By Claudio Arruda
“The scars of the Great Recession, its lingering impacts and its echoes throughout our financial system are not hard to find.” These words, spoken by then Attorney General, Eric Holder, to an auditorium filled with judges, U.S. Attorneys, law students, faculty members, administrators, staff and alumni at the New York University School of Law on September 17, 2014, drives a chill through the spine of the majority of investors – large and small.
In an age where financial institutions are facing court battles regarding accusations of money laundering, conspiring to aid tax evasion, and taking risky bets relying on federally-insured capital, all investors should be concerned. Since 2009, the Department of Justice (“DOJ”) has brought over 60 cases against financial institutions which have resulted in recoveries totaling over $85 billion. However, there are rarely any criminal charges against top executives of these financial institutions.
In his speech at NYU, Holder expressed his frustration that the DOJ remains largely powerless to hold top executives liable for their alleged criminal actions. Holder asked “whether the law provides an adequate means to hold the decision-makers at these firms properly accountable.” His answer to the problem is simple: set a strict liability criminal standard in the financial industry.
Thus, he proposed three approaches designed to set a different standard: (1) extend the Park liability doctrine to the financial sector; (2) apply the Sarbanes-Oxley (“SOX”) requirement that senior executives certify financial statements; and (3) create regulations similar to the regulatory reforms in the United Kingdom (“UK”) that require senior bank executives to file a “statement of responsibilities” with the UK regulators.

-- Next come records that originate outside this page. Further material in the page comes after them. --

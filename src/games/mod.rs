//! Game rule sets.
//!
//! Each game lives in its own module and exposes plain functions over its
//! state types. Chess, Doudizhu and Linkup also implement
//! [`RulesEngine`](crate::rules::RulesEngine).

pub mod chess;
pub mod doudizhu;
pub mod linkup;
pub mod points24;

It is improbable that strict criminal liability will be applied to financial crimes. First, it would require congressional action, which is not likely to gain traction for many reasons. Second, strict liability runs contrary to the principle that justice is fundamentally reserved for intentional wrongdoing. Third, the policy rationale for applying the Park “strict liability” doctrine in food and drug cases, where death can actually occur because of the wrongdoing, is unlikely to have a similar sway for financial crimes. On the other hand, we must always remember that financial losses can cause enormous hardships for investors who lose retirement savings or whose losses leave them unable to afford medical or other expenses.
The practical effect of the Park doctrine, however, should not be ignored. Health care companies doing business under the “threat” of the doctrine have strengthened their compliance programs and required their Boards of Directors to be more closely involved in overseeing regulatory and legal issues of their corporations. Equally, the strict liability threat in the financial services industry would likely spur companies into creating more robust compliance systems, ensuring a free flow of information to top executives, and involving these executives more intimately in managing any of their companies’ operations that raise regulatory or legal risks.
Whether top executives of financial companies will be strictly liable for their companies’ criminal conducts remains to be seen. One thing is certain: the DOJ’s focus has now shifted to making senior corporate executives in the financial industry accountable for wrongdoing within their companies. That is undoubtedly a step in the right direction.